▶ **WHAT YOU HAVE TO DO**: Scan the data below and report how many lines include the word "PushOutcome". Nothing else is wanted.

□ □ □ □ □

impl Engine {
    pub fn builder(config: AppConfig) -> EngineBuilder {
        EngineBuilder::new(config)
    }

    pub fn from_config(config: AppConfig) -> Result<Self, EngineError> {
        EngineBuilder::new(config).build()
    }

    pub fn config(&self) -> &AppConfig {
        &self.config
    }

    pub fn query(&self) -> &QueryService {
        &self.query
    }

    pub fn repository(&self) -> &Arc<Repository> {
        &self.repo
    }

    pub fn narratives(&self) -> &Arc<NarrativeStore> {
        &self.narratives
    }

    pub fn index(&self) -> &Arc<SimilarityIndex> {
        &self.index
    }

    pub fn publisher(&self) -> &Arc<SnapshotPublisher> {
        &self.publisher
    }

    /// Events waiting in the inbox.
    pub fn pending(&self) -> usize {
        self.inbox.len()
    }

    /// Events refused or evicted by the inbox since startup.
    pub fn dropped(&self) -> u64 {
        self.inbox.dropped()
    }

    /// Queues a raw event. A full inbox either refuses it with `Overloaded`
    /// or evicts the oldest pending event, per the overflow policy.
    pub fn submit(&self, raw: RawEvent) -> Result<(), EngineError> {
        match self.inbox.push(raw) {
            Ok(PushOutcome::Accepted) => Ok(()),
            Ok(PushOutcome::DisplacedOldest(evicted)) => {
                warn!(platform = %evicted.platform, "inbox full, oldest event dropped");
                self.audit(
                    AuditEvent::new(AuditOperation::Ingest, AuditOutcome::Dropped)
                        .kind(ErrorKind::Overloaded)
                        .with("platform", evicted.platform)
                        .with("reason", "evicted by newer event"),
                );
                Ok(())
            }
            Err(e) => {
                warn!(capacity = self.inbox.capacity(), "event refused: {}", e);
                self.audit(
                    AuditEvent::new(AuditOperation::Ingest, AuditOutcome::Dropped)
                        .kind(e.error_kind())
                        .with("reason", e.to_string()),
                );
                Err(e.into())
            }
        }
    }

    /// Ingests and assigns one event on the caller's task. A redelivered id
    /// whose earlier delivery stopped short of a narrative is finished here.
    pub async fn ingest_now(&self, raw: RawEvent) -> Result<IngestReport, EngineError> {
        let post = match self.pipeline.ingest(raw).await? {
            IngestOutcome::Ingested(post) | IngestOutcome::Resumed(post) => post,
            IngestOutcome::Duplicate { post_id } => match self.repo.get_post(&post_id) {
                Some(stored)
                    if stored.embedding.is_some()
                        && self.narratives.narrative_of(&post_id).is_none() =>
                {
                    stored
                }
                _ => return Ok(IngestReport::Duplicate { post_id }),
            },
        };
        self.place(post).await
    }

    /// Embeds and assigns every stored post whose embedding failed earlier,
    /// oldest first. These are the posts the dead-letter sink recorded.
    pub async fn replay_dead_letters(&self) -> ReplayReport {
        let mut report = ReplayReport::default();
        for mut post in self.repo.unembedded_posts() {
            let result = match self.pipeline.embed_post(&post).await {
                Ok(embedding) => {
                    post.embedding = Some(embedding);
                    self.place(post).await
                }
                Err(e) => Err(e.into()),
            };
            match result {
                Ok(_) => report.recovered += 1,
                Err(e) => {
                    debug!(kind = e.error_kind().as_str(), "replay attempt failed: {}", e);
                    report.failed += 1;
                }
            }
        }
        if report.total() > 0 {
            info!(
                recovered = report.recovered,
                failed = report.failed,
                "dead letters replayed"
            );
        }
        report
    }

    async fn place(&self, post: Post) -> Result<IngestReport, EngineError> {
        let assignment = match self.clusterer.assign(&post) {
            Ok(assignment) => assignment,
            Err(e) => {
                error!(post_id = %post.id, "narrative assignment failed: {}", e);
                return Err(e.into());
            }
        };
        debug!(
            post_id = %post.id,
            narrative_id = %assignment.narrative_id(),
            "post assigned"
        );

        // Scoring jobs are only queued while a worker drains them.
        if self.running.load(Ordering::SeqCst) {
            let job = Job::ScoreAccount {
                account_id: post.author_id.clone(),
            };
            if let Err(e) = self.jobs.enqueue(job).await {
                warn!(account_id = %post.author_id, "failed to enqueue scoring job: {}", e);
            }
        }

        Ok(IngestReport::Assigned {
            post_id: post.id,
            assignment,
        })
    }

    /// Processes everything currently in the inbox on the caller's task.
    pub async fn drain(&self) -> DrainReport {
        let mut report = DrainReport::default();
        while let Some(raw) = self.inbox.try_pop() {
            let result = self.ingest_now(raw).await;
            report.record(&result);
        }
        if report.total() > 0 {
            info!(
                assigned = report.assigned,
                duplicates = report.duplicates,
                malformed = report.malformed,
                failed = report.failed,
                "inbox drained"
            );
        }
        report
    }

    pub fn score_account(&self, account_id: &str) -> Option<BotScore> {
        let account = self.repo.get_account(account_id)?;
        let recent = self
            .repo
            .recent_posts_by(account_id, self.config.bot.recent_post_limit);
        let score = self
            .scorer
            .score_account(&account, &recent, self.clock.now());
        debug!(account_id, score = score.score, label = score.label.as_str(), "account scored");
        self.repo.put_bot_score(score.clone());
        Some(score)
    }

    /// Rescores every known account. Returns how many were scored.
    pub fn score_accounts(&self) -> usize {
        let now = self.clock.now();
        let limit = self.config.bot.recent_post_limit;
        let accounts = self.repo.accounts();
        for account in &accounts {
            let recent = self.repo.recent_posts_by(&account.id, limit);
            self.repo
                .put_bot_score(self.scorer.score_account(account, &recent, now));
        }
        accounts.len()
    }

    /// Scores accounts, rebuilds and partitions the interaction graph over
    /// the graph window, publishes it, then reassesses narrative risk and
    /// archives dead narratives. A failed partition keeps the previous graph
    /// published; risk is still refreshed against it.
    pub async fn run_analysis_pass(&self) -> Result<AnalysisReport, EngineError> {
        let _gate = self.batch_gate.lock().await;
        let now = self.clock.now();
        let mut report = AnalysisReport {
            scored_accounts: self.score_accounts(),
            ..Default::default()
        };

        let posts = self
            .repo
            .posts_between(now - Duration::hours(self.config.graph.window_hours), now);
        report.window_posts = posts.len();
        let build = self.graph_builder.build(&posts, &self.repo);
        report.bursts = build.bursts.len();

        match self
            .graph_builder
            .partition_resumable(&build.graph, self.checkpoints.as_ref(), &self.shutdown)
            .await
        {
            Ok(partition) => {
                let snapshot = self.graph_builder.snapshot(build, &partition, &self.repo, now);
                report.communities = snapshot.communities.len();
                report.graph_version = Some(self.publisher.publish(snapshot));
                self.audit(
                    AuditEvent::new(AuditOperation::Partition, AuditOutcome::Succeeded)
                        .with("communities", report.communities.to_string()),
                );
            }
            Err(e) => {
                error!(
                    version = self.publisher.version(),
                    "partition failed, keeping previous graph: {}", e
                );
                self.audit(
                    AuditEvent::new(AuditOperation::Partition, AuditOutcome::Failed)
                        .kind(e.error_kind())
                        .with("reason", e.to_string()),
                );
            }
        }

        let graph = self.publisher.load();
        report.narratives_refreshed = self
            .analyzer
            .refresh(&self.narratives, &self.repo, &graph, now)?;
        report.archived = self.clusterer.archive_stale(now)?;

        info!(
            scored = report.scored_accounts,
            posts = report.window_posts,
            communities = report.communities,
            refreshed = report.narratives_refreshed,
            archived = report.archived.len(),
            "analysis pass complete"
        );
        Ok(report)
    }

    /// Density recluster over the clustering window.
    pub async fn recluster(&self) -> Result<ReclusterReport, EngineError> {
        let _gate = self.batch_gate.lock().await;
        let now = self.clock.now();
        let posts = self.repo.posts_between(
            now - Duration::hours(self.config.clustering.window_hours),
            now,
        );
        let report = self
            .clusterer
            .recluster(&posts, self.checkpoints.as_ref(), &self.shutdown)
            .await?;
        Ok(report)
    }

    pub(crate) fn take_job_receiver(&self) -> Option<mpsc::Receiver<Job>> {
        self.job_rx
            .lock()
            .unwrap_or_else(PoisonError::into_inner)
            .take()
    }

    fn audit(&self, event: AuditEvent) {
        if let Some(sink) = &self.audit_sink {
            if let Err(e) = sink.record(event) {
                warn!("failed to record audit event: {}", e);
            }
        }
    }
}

□ □ □ □ □

▶ **WRITTEN ANSWER**: 2